During the periods indicated, we drilled or participated in drilling the following wells:

Year Ended December 31,
2010(1) 2009(2) 2008(3)
Gross Net Gross Net Gross Net

Development wells:

Productive

59 51 45 44 83 66.8

Non-productive

- - 1 0.9 1 0.2

Exploratory wells:

Productive

3 3 - - 6 5.1

Non-productive

1 0.2 - - - -

Total

63 54.2 46 44.9 90 72.1

(1) Does not include seven gross (5.8 net) wells that were in the process of being completed at December 31, 2010, and does include three gross (0.2 net) wells that were drilled in 2009 and waiting on pipeline connection.
(2) Does not include three gross (0.16 net) wells that were in the process of being completed at December 31, 2009, and does not include two gross (one net) wells that were drilled in 2008 and waiting on pipeline connection.
(3) Does not include seven gross (5.8 net) wells that were in the process of being completed at December 31, 2008.

Divestitures

On December 8, 2010, we completed the sale to Milagro Producing, LLC, a privately owned company located in Houston, Texas, of all of our oil and natural gas properties and related assets located in the Boonsville and Newark East fields of Jack and Wise Counties, Texas. The effective date of the sale was October 1, 2010. The sale properties included all of our Bend Conglomerate shallow gas properties and all of our North Texas Barnett Shale properties, including both producing properties and undeveloped leasehold. We received net cash proceeds at closing of $42.3 million subject to customary post-closing adjustments. As of December 31, 2010, net proceeds including post-closing adjustments were $41.0 million. Proved reserves from these properties accounted for approximately 26.4 billion cubic feet equivalent (Bcfe) of natural gas, natural gas liquids and oil, or an estimated 13% of our year-end 2009 proved reserves of 204 Bcfe.

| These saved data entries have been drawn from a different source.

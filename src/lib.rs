// SPDX-License-Identifier: MIT
// Copyright 2026 The study-tracker authors

//! Study Tracker: log subjects and study sessions, plan toward an exam.
//!
//! This crate provides the backend API: accounts, subject and session
//! records, exam goal planning and progress reporting.

pub mod config;
pub mod db;
pub mod error;
pub mod ids;
pub mod middleware;
pub mod models;
pub mod routes;
pub mod services;
pub mod time_utils;

use config::Config;
use db::RecordStore;
use services::{AccountService, StudyTracker};
use std::sync::Arc;

/// Shared application state.
pub struct AppState {
    pub config: Config,
    pub store: Arc<dyn RecordStore>,
    pub accounts: AccountService,
    pub tracker: StudyTracker,
}

impl AppState {
    pub fn new(config: Config, store: Arc<dyn RecordStore>) -> Self {
        Self {
            config,
            accounts: AccountService::new(store.clone()),
            tracker: StudyTracker::new(store.clone()),
            store,
        }
    }
}
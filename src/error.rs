// SPDX-License-Identifier: MIT
// Copyright 2026 The study-tracker authors

//! Application error types with consistent API responses.

use axum::{
    http::StatusCode,
    response::{IntoResponse, Response},
    Json,
};
use serde::Serialize;

/// Application error type that converts to HTTP responses.
#[derive(Debug, thiserror::Error)]
pub enum AppError {
    #[error("Authentication required")]
    Unauthorized,

    #[error("Invalid or expired token")]
    InvalidToken,

    #[error("Invalid input: {0}")]
    InvalidInput(String),

    #[error("Resource not found: {0}")]
    NotFound(String),

    #[error("Conflict: {0}")]
    Conflict(String),

    #[error("Database error: {0}")]
    Database(String),

    #[error("Internal server error: {0}")]
    Internal(#[from] anyhow::Error),
}

impl AppError {
    pub fn status(&self) -> StatusCode {
        match self {
            AppError::Unauthorized | AppError::InvalidToken => StatusCode::UNAUTHORIZED,
            AppError::InvalidInput(_) => StatusCode::BAD_REQUEST,
            AppError::NotFound(_) => StatusCode::NOT_FOUND,
            AppError::Conflict(_) => StatusCode::CONFLICT,
            AppError::Database(_) | AppError::Internal(_) => StatusCode::INTERNAL_SERVER_ERROR,
        }
    }
}

impl From<validator::ValidationErrors> for AppError {
    fn from(errors: validator::ValidationErrors) -> Self {
        AppError::InvalidInput(errors.to_string())
    }
}

/// JSON error response body
#[derive(Serialize)]
struct ErrorResponse {
    error: String,
    #[serde(skip_serializing_if = "Option::is_none")]
    details: Option<String>,
}

impl IntoResponse for AppError {
    fn into_response(self) -> Response {
        let status = self.status();
        let (error, details) = match &self {
            AppError::Unauthorized => ("unauthorized", None),
            AppError::InvalidToken => ("invalid_token", None),
            AppError::InvalidInput(msg) => ("invalid_input", Some(msg.clone())),
            AppError::NotFound(msg) => ("not_found", Some(msg.clone())),
            AppError::Conflict(msg) => ("conflict", Some(msg.clone())),
            AppError::Database(msg) => {
                tracing::error!(error = %msg, "Database error");
                ("database_error", None)
            }
            AppError::Internal(err) => {
                tracing::error!(error = %err, "Internal server error");
                ("internal_error", None)
            }
        };

        let body = ErrorResponse {
            error: error.to_string(),
            details,
        };

        (status, Json(body)).into_response()
    }
}

/// Result type alias for handlers and services
pub type Result<T> = std::result::Result<T, AppError>;
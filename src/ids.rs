// SPDX-License-Identifier: MIT
// Copyright 2026 The study-tracker authors

//! Record ID generation.

use ring::rand::{SecureRandom, SystemRandom};

/// IDs stay below 2^53 so they survive a round trip through JSON numbers.
const ID_MASK: u64 = (1 << 53) - 1;

/// Generate a random, non-zero record ID.
pub fn new_record_id(rng: &SystemRandom) -> anyhow::Result<u64> {
    loop {
        let mut bytes = [0u8; 8];
        rng.fill(&mut bytes)
            .map_err(|_| anyhow::anyhow!("System random source unavailable"))?;
        let id = u64::from_le_bytes(bytes) & ID_MASK;
        if id != 0 {
            return Ok(id);
        }
    }
}

#[cfg(test)]
mod tests {
    use super::*;

    #[test]
    fn test_ids_fit_json_safe_range() {
        let rng = SystemRandom::new();
        for _ in 0..100 {
            let id = new_record_id(&rng).unwrap();
            assert!(id > 0);
            assert!(id <= ID_MASK);
        }
    }
}
// SPDX-License-Identifier: MIT
// Copyright 2026 The study-tracker authors

//! End-to-end study flow over the HTTP API with an in-memory store.

use axum::http::StatusCode;
use serde_json::json;

mod common;
use common::send;

fn days_from_today(days: i64) -> String {
    (chrono::Utc::now().date_naive() + chrono::Duration::days(days))
        .format("%Y-%m-%d")
        .to_string()
}

#[tokio::test]
async fn test_goal_dashboard_and_summary() {
    let (app, _) = common::create_test_app();
    let token = common::register(&app, "ada").await;
    let token = Some(token.as_str());

    let (status, physics) = send(
        &app,
        "POST",
        "/api/subjects",
        token,
        Some(json!({ "name": "Physics", "difficulty": "Hard" })),
    )
    .await;
    assert_eq!(status, StatusCode::CREATED);
    assert_eq!(physics["difficulty"], "Hard");

    // Difficulty defaults to Easy
    let (status, history) = send(
        &app,
        "POST",
        "/api/subjects",
        token,
        Some(json!({ "name": "History" })),
    )
    .await;
    assert_eq!(status, StatusCode::CREATED);
    assert_eq!(history["difficulty"], "Easy");

    // (50 + 20) hours over 30 days
    let (status, goal) = send(
        &app,
        "PUT",
        "/api/goal",
        token,
        Some(json!({ "exam_date": days_from_today(30) })),
    )
    .await;
    assert_eq!(status, StatusCode::OK);
    assert_eq!(goal["total_required_minutes"], 4200);
    assert_eq!(goal["recommended_daily_minutes"], 140);

    for (subject, minutes, date) in [
        (&physics, 60, "2026-01-10"),
        (&history, 90, "2026-01-11"),
        (&physics, 60, "2026-01-12"),
    ] {
        let (status, _) = send(
            &app,
            "POST",
            "/api/sessions",
            token,
            Some(json!({
                "subject_id": subject["id"],
                "duration_minutes": minutes,
                "date": date,
            })),
        )
        .await;
        assert_eq!(status, StatusCode::CREATED);
    }

    let (status, dashboard) = send(&app, "GET", "/api/dashboard", token, None).await;
    assert_eq!(status, StatusCode::OK);
    assert_eq!(dashboard["username"], "ada");
    assert_eq!(dashboard["total_subjects"], 2);
    assert_eq!(dashboard["total_sessions"], 3);
    assert_eq!(dashboard["total_minutes"], 210);
    assert_eq!(
        dashboard["minutes_per_subject"],
        json!({ "History": 90, "Physics": 120 })
    );
    assert_eq!(dashboard["goal"]["recommended_daily_minutes"], 140);
    // 210 / 4200 = 5%
    assert_eq!(dashboard["progress_percent"], 5.0);

    let (status, summary) = send(&app, "GET", "/api/summary", token, None).await;
    assert_eq!(status, StatusCode::OK);
    assert_eq!(summary["total_minutes"], 210);
    let dates: Vec<&str> = summary["sessions"]
        .as_array()
        .unwrap()
        .iter()
        .map(|s| s["date"].as_str().unwrap())
        .collect();
    assert_eq!(dates, ["2026-01-12", "2026-01-11", "2026-01-10"]);
    assert_eq!(summary["sessions"][1]["subject_name"], "History");
}

#[tokio::test]
async fn test_dashboard_without_goal_has_no_progress() {
    let (app, _) = common::create_test_app();
    let token = common::register(&app, "grace").await;

    let (status, dashboard) = send(&app, "GET", "/api/dashboard", Some(&token), None).await;

    assert_eq!(status, StatusCode::OK);
    assert_eq!(dashboard["total_minutes"], 0);
    assert_eq!(dashboard["minutes_per_subject"], json!({}));
    assert!(dashboard["goal"].is_null());
    assert!(dashboard["progress_percent"].is_null());

    let (status, _) = send(&app, "GET", "/api/goal", Some(&token), None).await;
    assert_eq!(status, StatusCode::NOT_FOUND);
}

#[tokio::test]
async fn test_deleting_subject_removes_its_sessions() {
    let (app, _) = common::create_test_app();
    let token = common::register(&app, "ada").await;
    let token = Some(token.as_str());

    let (_, math) = send(
        &app,
        "POST",
        "/api/subjects",
        token,
        Some(json!({ "name": "Math", "difficulty": "Medium" })),
    )
    .await;
    let math_id = math["id"].as_u64().unwrap();

    let (status, _) = send(
        &app,
        "POST",
        "/api/sessions",
        token,
        Some(json!({ "subject_id": math_id, "duration_minutes": 45 })),
    )
    .await;
    assert_eq!(status, StatusCode::CREATED);

    let (status, _) = send(&app, "DELETE", &format!("/api/subjects/{}", math_id), token, None).await;
    assert_eq!(status, StatusCode::NO_CONTENT);

    let (_, sessions) = send(&app, "GET", "/api/sessions", token, None).await;
    assert_eq!(sessions, json!([]));

    let (status, _) = send(&app, "DELETE", &format!("/api/subjects/{}", math_id), token, None).await;
    assert_eq!(status, StatusCode::NOT_FOUND);
}

#[tokio::test]
async fn test_session_edit_and_delete() {
    let (app, _) = common::create_test_app();
    let token = common::register(&app, "ada").await;
    let token = Some(token.as_str());

    let (_, subject) = send(
        &app,
        "POST",
        "/api/subjects",
        token,
        Some(json!({ "name": "Chemistry" })),
    )
    .await;
    let (_, session) = send(
        &app,
        "POST",
        "/api/sessions",
        token,
        Some(json!({ "subject_id": subject["id"], "duration_minutes": 30, "date": "2026-03-01" })),
    )
    .await;
    let uri = format!("/api/sessions/{}", session["id"]);

    let (status, updated) = send(
        &app,
        "PUT",
        &uri,
        token,
        Some(json!({ "subject_id": subject["id"], "duration_minutes": 75, "date": "2026-03-02" })),
    )
    .await;
    assert_eq!(status, StatusCode::OK);
    assert_eq!(updated["duration_minutes"], 75);
    assert_eq!(updated["date"], "2026-03-02");

    let (status, _) = send(&app, "DELETE", &uri, token, None).await;
    assert_eq!(status, StatusCode::NO_CONTENT);

    let (status, _) = send(&app, "DELETE", &uri, token, None).await;
    assert_eq!(status, StatusCode::NOT_FOUND);
}

#[tokio::test]
async fn test_users_cannot_see_each_others_records() {
    let (app, _) = common::create_test_app();
    let ada = common::register(&app, "ada").await;
    let grace = common::register(&app, "grace").await;

    let (_, subject) = send(
        &app,
        "POST",
        "/api/subjects",
        Some(&ada),
        Some(json!({ "name": "Biology" })),
    )
    .await;

    let (_, listed) = send(&app, "GET", "/api/subjects", Some(&grace), None).await;
    assert_eq!(listed, json!([]));

    let (status, _) = send(
        &app,
        "PUT",
        &format!("/api/subjects/{}", subject["id"]),
        Some(&grace),
        Some(json!({ "name": "Stolen" })),
    )
    .await;
    assert_eq!(status, StatusCode::NOT_FOUND);

    let (status, _) = send(
        &app,
        "POST",
        "/api/sessions",
        Some(&grace),
        Some(json!({ "subject_id": subject["id"], "duration_minutes": 10 })),
    )
    .await;
    assert_eq!(status, StatusCode::NOT_FOUND);
}

#[tokio::test]
async fn test_account_deletion_revokes_access_to_data() {
    let (app, _) = common::create_test_app();
    let token = common::register(&app, "ada").await;
    let token = Some(token.as_str());

    send(
        &app,
        "POST",
        "/api/subjects",
        token,
        Some(json!({ "name": "Latin" })),
    )
    .await;

    let (status, body) = send(&app, "DELETE", "/api/account", token, None).await;
    assert_eq!(status, StatusCode::OK);
    assert_eq!(body["success"], true);
    assert_eq!(body["records_deleted"], 2);

    // The token is still well-formed but the profile is gone
    let (status, _) = send(&app, "GET", "/api/me", token, None).await;
    assert_eq!(status, StatusCode::NOT_FOUND);
}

On December 30, 2010, we closed the sale of certain non-operated natural gas properties located in eastern Oklahoma for $8.0 million (prior to closing adjustments). The effective date of the sale was December 1, 2010. Our full cost pool at December 31, 2010 was reduced by the net proceeds, including closing adjustments, of $7.8 million in accordance with the full cost method of accounting. The proceeds were used to reduce outstanding borrowings under our revolving credit facility.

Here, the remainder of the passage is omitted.